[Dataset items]

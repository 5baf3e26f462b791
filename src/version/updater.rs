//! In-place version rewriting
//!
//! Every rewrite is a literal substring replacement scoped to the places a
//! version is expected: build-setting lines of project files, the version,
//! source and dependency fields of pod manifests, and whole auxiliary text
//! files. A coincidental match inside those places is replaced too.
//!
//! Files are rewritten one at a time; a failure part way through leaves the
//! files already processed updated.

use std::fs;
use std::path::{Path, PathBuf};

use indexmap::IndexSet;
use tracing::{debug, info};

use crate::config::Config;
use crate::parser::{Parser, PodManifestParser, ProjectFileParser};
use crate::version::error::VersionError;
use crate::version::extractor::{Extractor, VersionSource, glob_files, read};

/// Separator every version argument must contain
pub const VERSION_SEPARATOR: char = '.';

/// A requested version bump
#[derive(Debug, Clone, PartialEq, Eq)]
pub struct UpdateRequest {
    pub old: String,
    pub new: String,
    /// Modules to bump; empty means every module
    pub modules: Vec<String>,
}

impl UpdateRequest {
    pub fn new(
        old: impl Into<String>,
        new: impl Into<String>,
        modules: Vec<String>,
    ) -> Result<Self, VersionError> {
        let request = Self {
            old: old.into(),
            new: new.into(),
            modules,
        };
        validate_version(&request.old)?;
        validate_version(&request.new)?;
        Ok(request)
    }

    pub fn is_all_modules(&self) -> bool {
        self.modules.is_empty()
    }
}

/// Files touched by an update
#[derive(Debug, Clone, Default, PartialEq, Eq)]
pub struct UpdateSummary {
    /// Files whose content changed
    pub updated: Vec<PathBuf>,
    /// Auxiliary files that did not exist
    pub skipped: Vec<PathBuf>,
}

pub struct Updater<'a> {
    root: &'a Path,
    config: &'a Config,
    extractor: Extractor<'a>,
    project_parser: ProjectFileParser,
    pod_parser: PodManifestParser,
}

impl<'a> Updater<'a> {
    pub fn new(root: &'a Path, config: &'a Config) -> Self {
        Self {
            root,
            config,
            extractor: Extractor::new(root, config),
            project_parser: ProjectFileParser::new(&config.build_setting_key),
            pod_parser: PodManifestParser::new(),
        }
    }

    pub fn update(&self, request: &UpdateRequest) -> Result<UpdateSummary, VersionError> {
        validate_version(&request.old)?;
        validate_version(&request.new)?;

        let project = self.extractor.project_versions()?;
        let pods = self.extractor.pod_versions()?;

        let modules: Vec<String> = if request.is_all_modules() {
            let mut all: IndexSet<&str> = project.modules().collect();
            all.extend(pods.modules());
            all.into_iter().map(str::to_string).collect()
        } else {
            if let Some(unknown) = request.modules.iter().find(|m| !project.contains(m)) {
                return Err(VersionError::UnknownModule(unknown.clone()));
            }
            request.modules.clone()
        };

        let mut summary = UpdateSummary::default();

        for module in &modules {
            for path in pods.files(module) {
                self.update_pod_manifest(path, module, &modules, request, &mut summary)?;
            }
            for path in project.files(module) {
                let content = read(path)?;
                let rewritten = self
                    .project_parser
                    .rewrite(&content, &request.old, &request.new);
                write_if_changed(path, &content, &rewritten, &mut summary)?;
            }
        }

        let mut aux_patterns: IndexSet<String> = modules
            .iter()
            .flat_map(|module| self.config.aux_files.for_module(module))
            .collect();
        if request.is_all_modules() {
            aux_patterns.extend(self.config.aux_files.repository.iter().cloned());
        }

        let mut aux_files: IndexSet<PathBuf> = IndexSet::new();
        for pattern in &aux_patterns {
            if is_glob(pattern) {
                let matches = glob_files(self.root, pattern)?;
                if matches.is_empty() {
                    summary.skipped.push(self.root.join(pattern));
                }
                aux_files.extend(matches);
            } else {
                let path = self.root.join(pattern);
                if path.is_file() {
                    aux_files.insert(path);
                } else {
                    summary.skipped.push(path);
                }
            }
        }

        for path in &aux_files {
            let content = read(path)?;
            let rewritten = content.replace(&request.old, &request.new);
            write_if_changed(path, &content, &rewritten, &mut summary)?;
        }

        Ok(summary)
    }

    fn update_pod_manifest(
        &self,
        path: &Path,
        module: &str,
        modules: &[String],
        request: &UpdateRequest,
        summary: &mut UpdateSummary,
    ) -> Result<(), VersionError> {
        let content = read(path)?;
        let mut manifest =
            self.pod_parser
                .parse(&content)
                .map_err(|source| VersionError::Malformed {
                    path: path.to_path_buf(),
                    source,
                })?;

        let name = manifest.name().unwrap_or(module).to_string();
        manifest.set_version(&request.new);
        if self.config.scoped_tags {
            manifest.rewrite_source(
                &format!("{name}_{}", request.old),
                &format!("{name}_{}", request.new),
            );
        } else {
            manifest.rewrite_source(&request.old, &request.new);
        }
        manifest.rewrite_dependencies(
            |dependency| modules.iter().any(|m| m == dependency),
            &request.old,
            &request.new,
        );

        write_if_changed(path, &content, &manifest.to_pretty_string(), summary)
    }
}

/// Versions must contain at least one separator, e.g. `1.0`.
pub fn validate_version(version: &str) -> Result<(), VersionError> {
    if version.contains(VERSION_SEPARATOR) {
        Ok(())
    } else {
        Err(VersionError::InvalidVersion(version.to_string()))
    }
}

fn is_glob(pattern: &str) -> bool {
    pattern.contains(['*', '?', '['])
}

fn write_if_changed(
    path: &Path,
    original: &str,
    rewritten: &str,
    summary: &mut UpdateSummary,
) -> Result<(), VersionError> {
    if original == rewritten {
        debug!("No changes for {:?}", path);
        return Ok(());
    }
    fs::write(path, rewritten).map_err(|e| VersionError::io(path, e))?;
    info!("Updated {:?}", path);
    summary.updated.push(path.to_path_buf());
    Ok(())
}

THE TASK
Filter the data above down to lines with the word "repository", and copy them.

EXERCISE ANSWER
repository 5baf3e26f462b791
            aux_patterns.extend(self.config.aux_files.repository.iter().cloned());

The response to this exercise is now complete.